What Happens If You Miss Your Immigration Court Hearing?

If your hearing date is coming up and you're worried you can't make it, here's what actually happens — and what your real options are before that date arrives.

63.5%

of recent removal orders stemming from a Notice to Appear were issued in absentia — the person wasn't there (Center for Immigration Studies, FY2025).

10 yrs

an in absentia removal order can carry a bar on certain forms of relief, depending on your situation.

The short version

If you don't appear for a scheduled immigration court hearing and the court believes you received proper notice, the immigration judge can order you removed without you there — this is called an "in absentia" order. It can happen even if the reason you missed it was reasonable, unless the court excuses it.

Why this happens more than people expect

It's rarely because someone decided not to show up. The much more common pattern: an address changed and the hearing notice went to the old one, a hearing got rescheduled and the update didn't reach the person in time, or someone assumed a pending motion had already been granted when it hadn't. That last one matters a lot for anyone who's filed — or is thinking about filing — a Motion to Continue or a Motion to Change Venue.

This is the single most important thing to understand: filing a motion does not cancel your hearing. Your hearing stays on the calendar until a judge grants the motion — not until you submit it, not until you assume it'll be fine.

If your hearing is coming up and you're not ready

  1. Check your hearing status directly at acis.eoir.justice.gov or by calling the EOIR hotline at 1-800-898-7180, using your A-Number — don't rely on assumptions.
  2. If you've moved, file Form EOIR-33 with your new address within 5 business days, whether or not you're also requesting a venue change.
  3. If you need more time, a documented Motion to Continue is usually the right tool — see our comparison of Motion to Continue vs. Motion to Change Venue.
  4. Until you have a signed order saying otherwise, plan to appear at your current hearing — in person, or by whatever method the court has authorized.
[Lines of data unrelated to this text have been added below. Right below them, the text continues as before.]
//! Gap filling across groups of equivalent optional fields.
//!
//! A [`FallbackGroup`] lists optional fields of one schema that stand in for
//! each other. Filling takes the first present member in declaration order
//! and copies its value into every absent member. Present members are never
//! overwritten, even when they disagree with each other.

use tracing::debug;

/// Accessor for one optional field of a schema.
pub type Accessor<S, T> = fn(&mut S) -> &mut Option<T>;

/// Named, ordered group of mutually substitutable fields.
pub struct FallbackGroup<S: 'static, T: 'static> {
    pub name: &'static str,
    pub members: &'static [Accessor<S, T>],
}

impl<S: 'static, T: 'static> FallbackGroup<S, T> {
    pub const fn new(name: &'static str, members: &'static [Accessor<S, T>]) -> Self {
        Self { name, members }
    }
}

impl<S: 'static, T: 'static> Clone for FallbackGroup<S, T> {
    fn clone(&self) -> Self {
        *self
    }
}

impl<S: 'static, T: 'static> Copy for FallbackGroup<S, T> {}

/// Record of one group that filled at least one member.
#[derive(Debug, Clone, PartialEq, Eq)]
pub struct GroupFill {
    pub group: &'static str,
    pub filled: usize,
}

/// Fills the absent members of one group and returns how many were filled.
pub fn fill_group<S, T>(scheme: &mut S, group: &FallbackGroup<S, T>) -> usize
where
    S: 'static,
    T: Clone + 'static,
{
    let Some(value) = group
        .members
        .iter()
        .find_map(|member| member(scheme).clone())
    else {
        return 0;
    };

    let mut filled = 0;
    for member in group.members {
        let slot = member(scheme);
        if slot.is_none() {
            *slot = Some(value.clone());
            filled += 1;
        }
    }
    filled
}

/// Fills every group in order. Groups that filled nothing are left out of
/// the result.
pub fn fill_fallbacks<'a, S, T, I>(scheme: &mut S, groups: I) -> Vec<GroupFill>
where
    S: 'static,
    T: Clone + 'static,
    I: IntoIterator<Item = &'a FallbackGroup<S, T>>,
{
    let mut fills = Vec::new();
    for group in groups {
        let filled = fill_group(scheme, group);
        if filled > 0 {
            debug!(group = group.name, filled, "filled fallback group");
            fills.push(GroupFill {
                group: group.name,
                filled,
            });
        }
    }
    fills
}

#[cfg(test)]
mod tests {
    use super::*;

    #[derive(Debug, Default, Clone, PartialEq)]
    struct Palette {
        x: Option<u32>,
        y: Option<u32>,
        z: Option<u32>,
    }

    fn x(p: &mut Palette) -> &mut Option<u32> {
        &mut p.x
    }
    fn y(p: &mut Palette) -> &mut Option<u32> {
        &mut p.y
    }
    fn z(p: &mut Palette) -> &mut Option<u32> {
        &mut p.z
    }

    static GROUPS: &[FallbackGroup<Palette, u32>] = &[FallbackGroup::new("xyz", &[x, y, z])];

    #[test]
    fn test_single_present_member_fills_all() {
        let mut palette = Palette {
            y: Some(5),
            ..Palette::default()
        };
        let fills = fill_fallbacks(&mut palette, GROUPS);
        assert_eq!(palette, Palette { x: Some(5), y: Some(5), z: Some(5) });
        assert_eq!(fills, vec![GroupFill { group: "xyz", filled: 2 }]);
    }

    #[test]
    fn test_first_present_wins_without_overwrite() {
        let mut palette = Palette {
            x: Some(1),
            y: None,
            z: Some(3),
        };
        fill_fallbacks(&mut palette, GROUPS);
        assert_eq!(palette, Palette { x: Some(1), y: Some(1), z: Some(3) });
    }

    #[test]
    fn test_empty_group_is_skipped() {
        let mut palette = Palette::default();
        assert!(fill_fallbacks(&mut palette, GROUPS).is_empty());
        assert_eq!(palette, Palette::default());
    }

    #[test]
    fn test_second_pass_changes_nothing() {
        let mut palette = Palette {
            z: Some(9),
            ..Palette::default()
        };
        fill_fallbacks(&mut palette, GROUPS);
        let after_first = palette.clone();
        assert!(fill_fallbacks(&mut palette, GROUPS).is_empty());
        assert_eq!(palette, after_first);
    }
}
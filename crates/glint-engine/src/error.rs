//! Engine error taxonomy.
//!
//! Everything here is detected synchronously while a session is Building,
//! before a single frame is displayed. Once transmission starts there is no
//! error path left: the sender cannot observe receiver-side failure, so
//! unreliability is absorbed by redundancy, not propagated.

use crate::session::SessionState;
use glint_core::wire::MAX_CHUNK_COUNT;

/// Failures while building a frame sequence.
#[derive(Debug, thiserror::Error)]
pub enum BuildError {
    /// Zero-length input carries no recoverable payload; rejected outright
    /// rather than special-cased through the scheduler.
    #[error("file is empty")]
    EmptyFile,

    /// The chunk index field is u16 on the wire; this file would need more.
    #[error("file needs {chunks} chunks, wire format allows {max}")]
    OversizeFile { chunks: usize, max: usize },

    /// A non-positive knob. Static precondition, never a runtime race.
    #[error("invalid configuration: {0}")]
    InvalidConfiguration(String),

    /// The session is in the wrong state for the requested operation, e.g.
    /// a build was requested while a transfer is already underway.
    #[error("operation not permitted while session is {0:?}")]
    SessionNotIdle(SessionState),

    #[error("failed to read source file: {0}")]
    Io(#[from] std::io::Error),
}

impl BuildError {
    pub(crate) fn oversize(chunks: usize) -> Self {
        BuildError::OversizeFile {
            chunks,
            max: MAX_CHUNK_COUNT,
        }
    }
}

/// Failures in the symbol adapter.
#[derive(Debug, thiserror::Error)]
pub enum RenderError {
    /// A serialized frame exceeded the negotiated symbol capacity. The framer
    /// guarantees this never happens; seeing it means an internal invariant
    /// was violated, not that the input was bad.
    #[error("frame of {len} bytes exceeds symbol capacity {max}")]
    PayloadTooLarge { len: usize, max: usize },

    /// The underlying symbol generator refused the payload.
    #[error("symbol generation failed: {0}")]
    Symbol(String),
}
//! QR implementation of the engine's symbol-rendering capability.

use glint_core::config::EcLevel;
use glint_engine::{Matrix, RenderError, SymbolRenderer};
use qrcode::{Color, QrCode};

/// Renders frames with the `qrcode` crate, always in byte mode.
pub struct QrSymbolRenderer;

fn qr_level(ec: EcLevel) -> qrcode::EcLevel {
    match ec {
        EcLevel::Low => qrcode::EcLevel::L,
        EcLevel::Medium => qrcode::EcLevel::M,
        EcLevel::Quartile => qrcode::EcLevel::Q,
        EcLevel::High => qrcode::EcLevel::H,
    }
}

impl SymbolRenderer for QrSymbolRenderer {
    /// Byte-mode capacity of a version 40 symbol, per level.
    fn capacity(&self, ec: EcLevel) -> usize {
        match ec {
            EcLevel::Low => 2953,
            EcLevel::Medium => 2331,
            EcLevel::Quartile => 1663,
            EcLevel::High => 1273,
        }
    }

    fn render(&self, bytes: &[u8], ec: EcLevel) -> Result<Matrix, RenderError> {
        let code = QrCode::with_error_correction_level(bytes, qr_level(ec))
            .map_err(|e| RenderError::Symbol(e.to_string()))?;
        Ok(Matrix {
            width: code.width(),
            modules: code
                .to_colors()
                .into_iter()
                .map(|c| c == Color::Dark)
                .collect(),
        })
    }
}
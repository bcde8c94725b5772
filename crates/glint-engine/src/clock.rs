//! Display clock — advances through the frame sequence at a fixed interval.
//!
//! Exactly one frame is current at any instant. The sequence is immutable and
//! fully built before the clock starts, so the tick path does no locking and
//! no I/O: it clones a `Bytes` handle into a watch channel and sleeps.
//!
//! Stopping is cooperative and takes effect at the next tick boundary. The
//! last published frame stays in the channel — the display holds it static
//! instead of blanking, which helps a receiver mid-capture of that frame.

use std::sync::atomic::{AtomicBool, Ordering};
use std::sync::Arc;
use std::time::Duration;

use tokio::sync::watch;
use tokio::task::JoinHandle;
use tokio::time::MissedTickBehavior;

use crate::schedule::{Frame, FrameSequence};

/// The currently displayed frame plus where the clock is in the cycle.
#[derive(Debug, Clone)]
pub struct FramePosition {
    /// Index into the frame sequence.
    pub index: usize,
    /// Completed traversals of the sequence.
    pub cycle: u64,
    pub frame: Frame,
}

pub struct DisplayClock;

impl DisplayClock {
    /// Start clocking `sequence` at `interval` per frame. Publishes frame 0
    /// immediately; each subsequent frame is shown for at least `interval`
    /// before the clock advances. Advancing never skips a frame: a late tick
    /// delays the schedule rather than jumping ahead.
    ///
    /// Must be called within a tokio runtime.
    pub fn spawn(sequence: Arc<FrameSequence>, interval: Duration) -> ClockHandle {
        assert!(!sequence.is_empty(), "cannot clock an empty sequence");
        assert!(!interval.is_zero(), "frame interval must be non-zero");

        let stop = Arc::new(AtomicBool::new(false));
        let (tx, rx) = watch::channel(FramePosition {
            index: 0,
            cycle: 0,
            frame: sequence.get(0).clone(),
        });

        let stop_flag = Arc::clone(&stop);
        let task = tokio::spawn(async move {
            let mut ticker = tokio::time::interval(interval);
            ticker.set_missed_tick_behavior(MissedTickBehavior::Delay);
            // The first tick completes immediately; frame 0 is already out.
            ticker.tick().await;

            let mut index = 0usize;
            let mut cycle = 0u64;
            loop {
                ticker.tick().await;
                if stop_flag.load(Ordering::Relaxed) {
                    tracing::debug!(index, cycle, "display clock stopped");
                    break;
                }
                index += 1;
                if index == sequence.len() {
                    index = 0;
                    cycle += 1;
                    tracing::debug!(cycle, "frame sequence wrapped");
                }
                tx.send_replace(FramePosition {
                    index,
                    cycle,
                    frame: sequence.get(index).clone(),
                });
            }
        });

        ClockHandle { stop, rx, task }
    }
}

/// Control handle for a running clock.
pub struct ClockHandle {
    stop: Arc<AtomicBool>,
    rx: watch::Receiver<FramePosition>,
    task: JoinHandle<()>,
}

impl ClockHandle {
    /// A fresh subscription to the current-frame channel.
    pub fn frames(&self) -> watch::Receiver<FramePosition> {
        self.rx.clone()
    }

    /// Snapshot of the frame on screen right now.
    pub fn current(&self) -> FramePosition {
        self.rx.borrow().clone()
    }

    /// Request a stop. Takes effect at the next tick boundary; the currently
    /// displayed frame remains current.
    pub fn stop(&self) {
        self.stop.store(true, Ordering::Relaxed);
    }

    /// Wait for the clock task to finish after `stop()`.
    pub async fn join(self) {
        let _ = self.task.await;
    }
}
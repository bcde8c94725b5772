//! Symbol adapter — the seam between frames and QR generation.
//!
//! Symbol encoding itself is an external capability behind `SymbolRenderer`;
//! the engine only cares about two things: the byte capacity the renderer
//! offers at a given error-correction level (which bounds the framer's chunk
//! size), and turning one encoded frame into one renderable matrix.

use glint_core::config::EcLevel;
use glint_core::wire::DATA_FRAME_OVERHEAD;

use crate::error::RenderError;
use crate::schedule::Frame;

/// A rendered symbol: a square grid of dark/light modules.
#[derive(Debug, Clone, PartialEq, Eq)]
pub struct Matrix {
    pub width: usize,
    /// Row-major, `width * width` entries; true = dark module.
    pub modules: Vec<bool>,
}

impl Matrix {
    pub fn get(&self, x: usize, y: usize) -> bool {
        self.modules[y * self.width + x]
    }
}

/// The external symbol-generation capability.
///
/// Implementations must be pure: the same bytes and level always yield the
/// same matrix.
pub trait SymbolRenderer {
    /// Maximum payload bytes one symbol can carry at `ec`.
    fn capacity(&self, ec: EcLevel) -> usize;

    fn render(&self, bytes: &[u8], ec: EcLevel) -> Result<Matrix, RenderError>;
}

/// Wraps a renderer with the capacity contract the framer negotiated.
pub struct SymbolAdapter<R> {
    renderer: R,
    ec: EcLevel,
}

impl<R: SymbolRenderer> SymbolAdapter<R> {
    pub fn new(renderer: R, ec: EcLevel) -> Self {
        Self { renderer, ec }
    }

    pub fn ec(&self) -> EcLevel {
        self.ec
    }

    /// Largest serialized frame the symbol can carry.
    pub fn max_frame_bytes(&self) -> usize {
        self.renderer.capacity(self.ec)
    }

    /// Largest chunk size the framer may use so that every data frame fits.
    /// Header and parity frames are smaller than a full data frame as long as
    /// the filename stays reasonable.
    pub fn max_chunk_size(&self) -> usize {
        self.max_frame_bytes().saturating_sub(DATA_FRAME_OVERHEAD)
    }

    /// Render one frame. `PayloadTooLarge` cannot happen when the framer
    /// respected `max_chunk_size`; if it surfaces anyway it is an internal
    /// invariant violation, logged as such.
    pub fn render_frame(&self, frame: &Frame) -> Result<Matrix, RenderError> {
        let len = frame.bytes.len();
        let max = self.max_frame_bytes();
        if len > max {
            tracing::error!(len, max, "frame exceeds negotiated symbol capacity");
            return Err(RenderError::PayloadTooLarge { len, max });
        }
        self.renderer.render(&frame.bytes, self.ec)
    }
}
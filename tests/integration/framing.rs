use crate::*;
use glint_engine::{BuildError, SessionState, TransferSession};

/// Round-trip law: a lossless capture of one pass reconstructs the file.
#[test]
fn lossless_capture_reconstructs_file() {
    let data = test_payload(1, 10_000);
    let mut session = TransferSession::new();
    session.load_bytes("payload.bin", &data, &cfg(1000, 1, 8)).unwrap();

    let frames = frame_bytes(session.sequence().unwrap());
    let cap = capture(frames.iter().map(Vec::as_slice));

    let announce = cap.announce.as_ref().expect("header frame present");
    assert_eq!(announce.total_chunks, 10);
    assert_eq!(announce.total_bytes, 10_000);
    assert_eq!(announce.filename, "payload.bin");

    assert_eq!(cap.reassemble().unwrap(), data);
}

/// A file one byte past a chunk boundary gains a one-byte final chunk,
/// and that length survives the wire.
#[test]
fn short_final_chunk_survives_wire() {
    let data = test_payload(2, 1001);
    let mut session = TransferSession::new();
    session.load_bytes("odd.bin", &data, &cfg(500, 1, 8)).unwrap();

    let frames = frame_bytes(session.sequence().unwrap());
    let cap = capture(frames.iter().map(Vec::as_slice));
    assert_eq!(cap.chunks[&2].len(), 1);
    assert_eq!(cap.reassemble().unwrap(), data);
}

/// Exact multiple of chunk size: every chunk is full-length.
#[test]
fn exact_multiple_has_uniform_chunks() {
    let data = test_payload(3, 4096);
    let mut session = TransferSession::new();
    session.load_bytes("even.bin", &data, &cfg(512, 1, 8)).unwrap();

    let frames = frame_bytes(session.sequence().unwrap());
    let cap = capture(frames.iter().map(Vec::as_slice));
    assert_eq!(cap.chunks.len(), 8);
    assert!(cap.chunks.values().all(|c| c.len() == 512));
    assert_eq!(cap.reassemble().unwrap(), data);
}

/// A chunk size past the wire's u16 length fields must fail Building, not
/// build a sequence whose frames decode with wrapped lengths.
#[test]
fn oversized_chunk_config_fails_at_build_time() {
    let data = test_payload(5, 100_000);
    let mut session = TransferSession::new();
    let err = session
        .load_bytes("big", &data, &cfg(70_000, 1, 8))
        .unwrap_err();
    assert!(matches!(err, BuildError::InvalidConfiguration(_)));
    assert_eq!(session.state(), SessionState::Idle);
    assert!(session.sequence().is_none());
}

#[test]
fn empty_file_rejected_at_build_time() {
    let mut session = TransferSession::new();
    let err = session.load_bytes("void", &[], &cfg(512, 3, 8)).unwrap_err();
    assert!(matches!(err, BuildError::EmptyFile));
    assert_eq!(session.state(), SessionState::Idle);
}

/// Frames decode independently, in any order, with no shared state.
#[test]
fn frames_are_self_describing_in_any_order() {
    let data = test_payload(4, 3000);
    let mut session = TransferSession::new();
    session.load_bytes("any-order", &data, &cfg(300, 2, 4)).unwrap();

    let mut frames = frame_bytes(session.sequence().unwrap());
    frames.reverse();

    let cap = capture(frames.iter().map(Vec::as_slice));
    assert_eq!(cap.reassemble().unwrap(), data);
}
If you already missed a hearing

Call the EOIR hotline immediately to find out if a removal order was entered. If it was, you may be able to file a Motion to Reopen — but these have their own strict deadlines and legal standards, and this is exactly the kind of situation where a real attorney consultation matters far more than a template.

Protect your hearing date before it becomes a problem

If your notice to appear needs a documented continuance or venue change, we can help — attorney-reviewed, ready to file, usually within 24 hours.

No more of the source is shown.